Candidates for the coveted Ward 6 seat envision a more beautiful, thriving south Jackson. After a stacked primary, two candidates have made it to the runoff to replace Aaron Banks, former council person who faces criminal charges for allegedly accepting cash bribes in exchange for his vote on a development project. He pleaded not guilty.
Banks is familiar with the image problem in south Jackson. He said he’s made progress with more demolitions and landscaping work done than others in the past. This includes the demolition of Casa Grande Apartments and Appleridge Shopping Center.
“I’ve always said that I would serve two terms, and we got a lot of work done,” Banks said in a recent interview with Mississippi Today.
Brown-Thomas said that crime and blight are the biggest issues affecting Ward 6. The law enforcement officer wants to hold people accountable for their part in the perceived image of a decaying south Jackson.
“The city has codes, and if these people are not holding up to the codes, they need whatever punishment there is,” Brown-Thomas said. “If they aren’t holding the property up, then they should not have the property.”
She said that if she’s elected, she’ll work to get police officers higher wages, and will remain transparent and available to constituents.
“It’s not going to happen overnight, but it will take some time,” Brown-Thomas said. “I’m not saying it’s going to come in a year, not even two years, but we have to address the issues first, then everything else will fall in line.”

Thompson Sr., a business owner and retired veteran, said that a lot of the issues with blight comes down to enforcement.
“We need to, first of all, clean up our blighted properties by using the laws that we already have,” Thompson said. “The city already has ordinances with enough teeth to deal with blight.”
South Jackson voters don’t turn out like they should, he said, which can lead to a distrust in the system.

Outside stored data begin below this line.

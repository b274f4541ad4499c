//! Queue and schedule index against a live Redis. Run with
//! `REDIS_URL=redis://127.0.0.1:6379 cargo test -- --ignored`.

use std::time::Duration;

use rand::Rng;
use upbot::queue::{JobQueue, Partition, QueueOptions, ReconnectPolicy, RedisBroker, RoutedJob};
use upbot::schedule::{Dispatch, ScheduleStore};
use upbot::{Endpoint, Job, PlanTier, Region, ScheduleEntry};

async fn broker(max_deliveries: u64) -> RedisBroker {
    let url = std::env::var("REDIS_URL").unwrap_or_else(|_| "redis://127.0.0.1:6379".to_string());
    let options = QueueOptions { max_deliveries, ..QueueOptions::default() };
    RedisBroker::connect(&url, options, &ReconnectPolicy::default()).await.unwrap()
}

fn scratch_partition() -> Partition {
    let suffix: u64 = rand::thread_rng().gen();
    Partition::from_key(format!("upbot:test:{suffix:x}"))
}

fn job(endpoint_id: &str) -> Job {
    Job {
        endpoint_id: endpoint_id.into(),
        url: "https://example.com".into(),
        owner_id: "o1".into(),
        regions: vec![Region::new("r1", "SFO", "San Francisco")],
        timeout_ms: 10_000,
        scheduled_at_ms: 65_000,
    }
}

#[tokio::test]
#[ignore = "needs a running redis"]
async fn consumer_group_round_trip() {
    let broker = broker(5).await;
    let partition = scratch_partition();
    broker.ensure_group(&partition).await.unwrap();
    broker.ensure_group(&partition).await.unwrap();

    let jobs: Vec<_> =
        ["e1", "e2", "e3"].iter().map(|id| RoutedJob { partition: partition.clone(), job: job(id) }).collect();
    assert_eq!(broker.enqueue_bulk(&jobs).await.unwrap(), 3);

    let first = broker.read_next(&partition, "a", 2, Duration::ZERO).await.unwrap();
    let second = broker.read_next(&partition, "b", 10, Duration::from_millis(50)).await.unwrap();
    assert_eq!(first.len(), 2);
    assert_eq!(second.len(), 1);
    assert_eq!(first[0].job, job("e1"));

    let ids: Vec<String> = first.iter().chain(&second).map(|m| m.id.clone()).collect();
    assert_eq!(broker.ack(&partition, &ids).await.unwrap(), 3);
    let stats = broker.stats(&partition).await.unwrap();
    assert_eq!((stats.length, stats.pending), (0, 0));
}

#[tokio::test]
#[ignore = "needs a running redis"]
async fn stale_entries_are_reclaimed_then_dead_lettered() {
    let broker = broker(2).await;
    let partition = scratch_partition();
    broker.ensure_group(&partition).await.unwrap();
    broker.enqueue_bulk(&[RoutedJob { partition: partition.clone(), job: job("e1") }]).await.unwrap();

    let idle = Duration::from_millis(100);
    assert_eq!(broker.read_next(&partition, "a", 10, Duration::ZERO).await.unwrap().len(), 1);
    assert!(broker.claim_stale(&partition, "b", Duration::from_secs(30), 10).await.unwrap().is_empty());

    tokio::time::sleep(Duration::from_millis(150)).await;
    let claimed = broker.claim_stale(&partition, "b", idle, 10).await.unwrap();
    assert_eq!(claimed.len(), 1);
    assert_eq!(claimed[0].deliveries, 2);

    tokio::time::sleep(Duration::from_millis(150)).await;
    assert!(broker.claim_stale(&partition, "c", idle, 10).await.unwrap().is_empty());
    let stats = broker.stats(&partition).await.unwrap();
    assert_eq!((stats.length, stats.pending, stats.dead_lettered), (0, 0, 1));
}

#[tokio::test]
#[ignore = "needs a running redis"]
async fn missing_group_is_reported() {
    let broker = broker(5).await;
    let err = broker.read_next(&scratch_partition(), "a", 1, Duration::ZERO).await.unwrap_err();
    assert!(matches!(err, upbot::QueueError::NoGroup { .. }));
}

#[tokio::test]
#[ignore = "needs a running redis and clears the schedule index"]
async fn dispatch_applies_only_to_unmoved_entries() {
    let broker = broker(5).await;
    broker.clear().await.unwrap();
    let partition = scratch_partition();
    broker.ensure_group(&partition).await.unwrap();

    let endpoint = Endpoint::new("e1", "https://example.com", "o1", PlanTier::Pro, 60);
    let entry = ScheduleEntry::new(endpoint.clone(), 1_000);
    assert_eq!(broker.admit(&[entry.clone()]).await.unwrap(), 1);
    assert_eq!(broker.admit(&[ScheduleEntry::new(endpoint, 5)]).await.unwrap(), 0);

    let due = broker.due(2_000, 10).await.unwrap();
    assert_eq!(due, vec![entry.clone()]);

    let dispatch = Dispatch {
        expected_due_ms: 1_000,
        next: entry.rearmed(2_000),
        jobs: vec![RoutedJob { partition: partition.clone(), job: job("e1") }],
    };
    assert_eq!(broker.commit_dispatch(&[dispatch.clone()]).await.unwrap(), 1);
    // Replaying the same dispatch finds the entry moved.
    assert_eq!(broker.commit_dispatch(&[dispatch]).await.unwrap(), 0);

    assert_eq!(broker.stats(&partition).await.unwrap().length, 1);
    assert_eq!(broker.scheduled().await.unwrap()["e1"].due_at_ms, 62_000);
    broker.clear().await.unwrap();
}

#[tokio::test]
#[ignore = "needs a running redis"]
async fn dead_letter_stream_is_capped() {
    let url = std::env::var("REDIS_URL").unwrap_or_else(|_| "redis://127.0.0.1:6379".to_string());
    let options = QueueOptions { max_deliveries: 1, dead_letter_max_len: 10, ..QueueOptions::default() };
    let broker = RedisBroker::connect(&url, options, &ReconnectPolicy::default()).await.unwrap();
    let partition = scratch_partition();
    broker.ensure_group(&partition).await.unwrap();

    let jobs: Vec<_> =
        (0..300).map(|i| RoutedJob { partition: partition.clone(), job: job(&format!("e{i}")) }).collect();
    broker.enqueue_bulk(&jobs).await.unwrap();
    assert_eq!(broker.read_next(&partition, "a", 300, Duration::ZERO).await.unwrap().len(), 300);

    tokio::time::sleep(Duration::from_millis(50)).await;
    assert!(broker.claim_stale(&partition, "b", Duration::from_millis(10), 300).await.unwrap().is_empty());

    let stats = broker.stats(&partition).await.unwrap();
    assert_eq!((stats.length, stats.pending), (0, 0));
    // `MAXLEN ~` trims whole macro nodes, so the cap is approximate.
    assert!(stats.dead_lettered < 300, "dead-letter stream not trimmed: {}", stats.dead_lettered);
}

He hopes, if elected, to be able to reach constituents where they are and keep them a part of the process in restoring their communities, like water improvement or curbing crime.
“Out of the 40 something thousand people that’s in south Jackson, maybe 3,900 people vote in the municipal elections,” he said. “They don’t have faith in the government anymore.”
“…If there’s a reason why we’re not getting any services out here, then I want to make sure I communicate that with a constituent so they can continue to have hope,” he said.
Representative Ronnie Crudup, Jr., D-Jackson, said that residents’ migration out of Jackson creates bigger issues for communities.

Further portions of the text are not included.